There's a reason that we wear eye and ear protection while shooting, and now a medical group wants the law to address that, but in a positive way.

See, normally when we hear about doctors getting into the discussion about guns, it's someone who sees just one side of what guns do and want to restrict what you and I can do in response. This time, however, we have a group of doctors who are seeing one side of the gun issue and rather than restrict things, they want to legalize something a lot of us want legalized in the first place.

They want suppressors to be easily available.

Sound suppressors, often called silencers, help protect gun owners’ hearing.
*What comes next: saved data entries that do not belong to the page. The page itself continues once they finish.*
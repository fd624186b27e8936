//! Query pipeline and display surfaces for airq.

pub mod pipeline;
pub mod presentation;
pub mod run_state;
pub mod services;
pub mod surfaces;

pub use pipeline::QueryPipeline;
pub use presentation::{GradeColor, GradePresentation};
pub use run_state::{PipelineState, QueryOutcome};
pub use surfaces::{MainScreen, Surface, Widget, WidgetContent};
That’s the conclusion one of the largest ear-doctor organizations, with more than 13,000 members, reached this month. The American Academy of Otolaryngology–Head and Neck Surgery (AAO-HNS) issued a position statement backing the use of the noise-reducing devices. It pointed to three different studies that found suppressors help prevent hearing loss.

“Sound suppressors are mechanical devices attached to the barrel of a firearm designed to reduce harmful impulse noise of firearms at its source,” the group’s statement reads. “CDC research has shown that ‘The only potentially effective noise control method to reduce [shooters’] noise exposure from gunfire is through the use of noise suppressors that can be attached to the end of the gun barrel.’ Suppressors reduce muzzle blast noise by up to 30 dB.”

The backing of a major medical organization could help boost the use of suppressors among gun owners. It could also lend support to efforts to reform the laws governing their purchase and possession. While the Bureau of Alcohol, Tobacco, Firearms, and Explosives (ATF) has opened up online suppressor registration and increased the speed they process those registrations, the devices remain heavily regulated under the same federal law that governs machine guns.

Now, it should be noted that the group isn't actually advocating for any legislation one way or another. Instead, they're just advocating the usage of the devices, which is really how it should be. 

From here, advocates for suppressor deregulation can point to the group's statement and ask lawmakers how are we, responsible gun owners, supposed to follow doctor-recommended advice when getting a suppressor is such an awful pain in the posterior?

And yes, that was, in fact, the goal.

Reform is what Dr. Timothy Wheeler was hoping for when he proposed the statement alongside six colleagues. Wheeler, a board-certified otolaryngologist and AAO-HNS life fellow, is also the founder of Doctors For Responsible Gun Ownership. He said he hopes AAO-HNS’s adoption of the statement leads to a different approach to gun ownership at major medical organizations.

“My personal hope is that this represents maybe a change of heart for at least one small part of academic medicine,” Wheeler told The Reload. “Academic medicine has a very long way to go to climb out of the credibility gap that they have created for themselves in the public eye because they’ve been pretty much taken over by a lot of social and political crusades, including gun control, going way back to the late 1980s.”

Wheeler is absolutely right. 

As a former Navy Corpsman, I was trained to trust physicians. Well, I was trained to follow their orders, actually, but part of that was because doctors knew what they were doing. They were highly trained and kept abreast of the relevant research, which meant they knew more than me. Considering how short Corps School was, I had no problem believing that.

But recent years have shattered that position for me. I don't trust doctors like I used to. I know there are outstanding ones still out there--my daughter's pediatrician, for example--but how do you tell which are which and which are more interested in their progressive jihads?

If academic medicine, though, can get back toward making recommendations based solely on what is medically best for people, it might be a little easier to take them seriously.

As it stands, this is the first thing I've seen from doctors in a long time that doesn't make my skin crawl.